Discussion in 'Structured Educational Program' started by scboymom, Oct 31, 2024.

  1. scboymom

    scboymom Peer Supporter

    I am going to give a brief, my-life-up-until-the-pain recap by saying: I grew up raised by a pastor and a public school music teacher. I also grew up with undiagnosed ADHD - diagnosed at age 38. I’m finding that, while this is not the only root of my TMS symptoms, it’s one of the biggest contributors. This all resulted in: goodism, people pleasing, taking care of others to the detriment of taking care of myself, perfectionism, the list goes on…

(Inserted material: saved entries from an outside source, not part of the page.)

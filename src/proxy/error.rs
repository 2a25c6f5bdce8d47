//! プロキシのエラー応答
//!
//! 失敗はすべて `{ error, details }` + 500。必須項目の欠落のみ 400。

use axum::{
    http::StatusCode,
    response::{IntoResponse, Response},
    Json,
};
use serde_json::json;
use std::fmt::Display;

#[derive(Debug)]
pub enum ProxyError {
    /// 400
    BadRequest(String),
    /// 500（エンドポイントの概要＋詳細）
    Failed {
        summary: &'static str,
        details: String,
    },
}

impl ProxyError {
    pub fn failed(summary: &'static str, details: impl Display) -> Self {
        Self::Failed {
            summary,
            details: details.to_string(),
        }
    }

    /// `map_err` 用
    pub fn with<E: Display>(summary: &'static str) -> impl Fn(E) -> Self {
        move |e| Self::failed(summary, e)
    }
}

impl IntoResponse for ProxyError {
    fn into_response(self) -> Response {
        match self {
            ProxyError::BadRequest(message) => {
                tracing::warn!(%message, "不正なリクエスト");
                (StatusCode::BAD_REQUEST, Json(json!({ "error": message }))).into_response()
            }
            ProxyError::Failed { summary, details } => {
                tracing::error!(%summary, %details, "プロキシエラー");
                (
                    StatusCode::INTERNAL_SERVER_ERROR,
                    Json(json!({ "error": summary, "details": details })),
                )
                    .into_response()
            }
        }
    }
}

pub type ProxyResult<T> = std::result::Result<T, ProxyError>;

    My mom always said I “got sick a lot” as a child. I started having back pain when I was a teenager, but it was never seen as bad enough to evaluate further. I’ve had dizzy and fainting spells since I was 10. In 2007, when I was 23, I started having crippling, debilitating cervical and migraine headaches. They became more frequent as the years went by, along with gastrointestinal issues, occipital neuralgia, anxiety, depression, joint pain. I started to investigate and got nowhere, and did my best treating with over the counter meds and missing out on life events and such on days when I felt too bad. My TMS journey (where I was beginning to acknowledge that that’s what was going on) actually started in 2018, and I shared the rest of my story in a comment on Nicole Sach’s Facebook group. I’m going to share those words here:


    I think journaling is when reframing takes a backseat. The feelings are repressed because the body feels they are “dangerous” or “bad” or “wrong”, when they aren’t. Journaling allows the feelings and thoughts to all flow free, absent of judgement.

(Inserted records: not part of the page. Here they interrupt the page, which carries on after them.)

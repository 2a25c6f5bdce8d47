use crate::error::{Result, ScaffoldCountError};
use std::collections::HashSet;
use std::path::{Path, PathBuf};
use walkdir::WalkDir;

#[derive(Debug, Clone, PartialEq, Eq)]
pub struct ImageInfo {
    pub path: PathBuf,
    pub file_name: String,
    pub mime_type: String,
}

const IMAGE_EXTENSIONS: &[(&str, &str)] = &[
    ("jpg", "image/jpeg"),
    ("jpeg", "image/jpeg"),
    ("png", "image/png"),
    ("gif", "image/gif"),
    ("webp", "image/webp"),
    ("bmp", "image/bmp"),
];

/// 拡張子からMIMEタイプ（大文字小文字を区別しない）
pub fn mime_for_path(path: &Path) -> Option<&'static str> {
    let ext = path.extension()?.to_string_lossy().to_lowercase();
    IMAGE_EXTENSIONS
        .iter()
        .find(|(e, _)| *e == ext)
        .map(|(_, mime)| *mime)
}

fn image_info(path: &Path, mime_type: &str) -> ImageInfo {
    let file_name = path
        .file_name()
        .map(|n| n.to_string_lossy().to_string())
        .unwrap_or_default();
    ImageInfo {
        path: path.to_path_buf(),
        file_name,
        mime_type: mime_type.to_string(),
    }
}

pub fn scan_folder(folder: &Path) -> Result<Vec<ImageInfo>> {
    if !folder.is_dir() {
        return Err(ScaffoldCountError::FolderNotFound(folder.display().to_string()));
    }

    let mut images: Vec<ImageInfo> = WalkDir::new(folder)
        .max_depth(1) // 直下のみ（再帰しない）
        .into_iter()
        .filter_map(|e| e.ok())
        .filter(|e| e.file_type().is_file())
        .filter_map(|e| mime_for_path(e.path()).map(|mime| image_info(e.path(), mime)))
        .collect();

    // ファイル名でソート
    images.sort_by(|a, b| a.file_name.cmp(&b.file_name));

    tracing::debug!(folder = %folder.display(), count = images.len(), "フォルダをスキャン");
    Ok(images)
}

/// 明示指定のファイル（画像拡張子でないものはエラー）
pub fn scan_file(path: &Path) -> Result<ImageInfo> {
    if !path.is_file() {
        return Err(ScaffoldCountError::FileNotFound(path.display().to_string()));
    }
    let mime = mime_for_path(path).ok_or_else(|| {
        ScaffoldCountError::NoImagesFound(format!("画像ファイルではありません: {}", path.display()))
    })?;
    Ok(image_info(path, mime))
}

/// フォルダ・ファイルの混在指定をまとめる（指定順、フォルダ内はファイル名順）
pub fn collect_images(inputs: &[PathBuf]) -> Result<Vec<ImageInfo>> {
    let mut images = Vec::new();
    for input in inputs {
        if input.is_dir() {
            images.extend(scan_folder(input)?);
        } else {
            images.push(scan_file(input)?);
        }
    }
    Ok(images)
}

/// 同名ファイルの検出（結合キーがファイル名のため）
pub fn ensure_unique_names<'a>(names: impl IntoIterator<Item = &'a str>) -> Result<()> {
    let mut seen = HashSet::new();
    for name in names {
        if !seen.insert(name) {
            return Err(ScaffoldCountError::DuplicateFileName(name.to_string()));
        }
    }
    Ok(())
}

#[cfg(test)]
mod tests {
    use super::*;
    use std::fs::{self, File};
    use std::io::Write;

    #[test]
    fn test_mime_for_path() {
        assert_eq!(mime_for_path(Path::new("a.jpg")), Some("image/jpeg"));
        assert_eq!(mime_for_path(Path::new("a.JPEG")), Some("image/jpeg"));
        assert_eq!(mime_for_path(Path::new("a.PNG")), Some("image/png"));
        assert_eq!(mime_for_path(Path::new("a.webp")), Some("image/webp"));
        assert_eq!(mime_for_path(Path::new("a.txt")), None);
        assert_eq!(mime_for_path(Path::new("noext")), None);
    }

    #[test]
    fn test_scan_folder_not_found() {
        let result = scan_folder(Path::new("/nonexistent/folder"));
        assert!(matches!(result, Err(ScaffoldCountError::FolderNotFound(_))));
    }

    #[test]
    fn test_scan_folder_empty() {
        let temp_dir = tempfile::tempdir().unwrap();
        let result = scan_folder(temp_dir.path()).unwrap();
        assert!(result.is_empty());
    }

    #[test]
    fn test_scan_folder_with_images() {
        let temp_dir = tempfile::tempdir().unwrap();
        let dir = temp_dir.path();

        File::create(dir.join("site2.JPG")).unwrap().write_all(b"dummy").unwrap();
        File::create(dir.join("site1.jpg")).unwrap().write_all(b"dummy").unwrap();
        File::create(dir.join("site3.png")).unwrap().write_all(b"dummy").unwrap();
        File::create(dir.join("readme.txt")).unwrap().write_all(b"text").unwrap();
        fs::create_dir(dir.join("nested")).unwrap();
        File::create(dir.join("nested").join("deep.jpg")).unwrap();

        let result = scan_folder(dir).unwrap();
        let names: Vec<_> = result.iter().map(|i| i.file_name.as_str()).collect();
        assert_eq!(names, vec!["site1.jpg", "site2.JPG", "site3.png"]);
        assert_eq!(result[2].mime_type, "image/png");
    }

    #[test]
    fn test_collect_images_mixed_inputs() {
        let temp_dir = tempfile::tempdir().unwrap();
        let dir = temp_dir.path();
        let folder = dir.join("photos");
        fs::create_dir(&folder).unwrap();
        File::create(folder.join("b.jpg")).unwrap();
        File::create(folder.join("a.jpg")).unwrap();
        let single = dir.join("extra.png");
        File::create(&single).unwrap();

        let result = collect_images(&[single.clone(), folder]).unwrap();
        let names: Vec<_> = result.iter().map(|i| i.file_name.as_str()).collect();
        assert_eq!(names, vec!["extra.png", "a.jpg", "b.jpg"]);
    }

    #[test]
    fn test_scan_file_missing() {
        let result = scan_file(Path::new("/nonexistent/photo.jpg"));
        assert!(matches!(result, Err(ScaffoldCountError::FileNotFound(_))));
    }

    #[test]
    fn test_ensure_unique_names() {
        assert!(ensure_unique_names(["a.jpg", "b.jpg"]).is_ok());
        let err = ensure_unique_names(["a.jpg", "b.jpg", "a.jpg"]).unwrap_err();
        assert!(matches!(err, ScaffoldCountError::DuplicateFileName(name) if name == "a.jpg"));
    }
}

    Many of my symptoms started or increased in severity when I worked remotely as an executive assistant to a motivational speaker/paleo food guide/CEO-expert person. This was in 2017 before “toxic positivity” was seen for what it is - toxic. A lot of “don’t let your brain hear you say no” or “take out the negativity and negative language and stigmas out of your thoughts and speech, that’s what’s holding you back from success” etc. He taught people those mindsets, worked with other people who promoted those mindsets, and I helped him develop courses and websites and books about remaining positive and not allowing negativity in because it’s “such a big block to personal growth and progress”. Sure I have repressed emotions from when I was a child, but HOLY COW the amount I buried and repressed and labeled as “bad” and “wrong” and “unnecessary” and “not useful” during that year - it’s staggering. I also internalized a lot of that and carried those views with me after I left that work (which is a story all its own). I tried TMS work in 2018 but I wasn’t ready to accept it, because I’d just spent a year burying emotions and thought processes and editing my words and feelings before expressing them, and helping teach others to do the same.


    When I came back to TMS and journaling this year, I was finally ready to accept and admit that the reframing and self-editing my words, my thoughts, my beliefs, my feelings, my emotions, my mindset is what fed my body’s need to protect me with physical pain and symptoms. Having a safe space to accept all of my feelings and thoughts and beliefs, unfiltered and unedited, is when I started to see significant symptom relief. I read Sarno’s Mindbody Prescription, Healing Back Pain, Nicole Sach’s The Meaning of Truth, and I’ll be reading Alan Gordon’s book next.
     
    JanAtheCPA likes this.
  2. JanAtheCPA

    JanAtheCPA Beloved Grand Eagle

    Catching up on threads I've missed, and I'm glad I saw this one, @scboymom. Awesome insights and progress!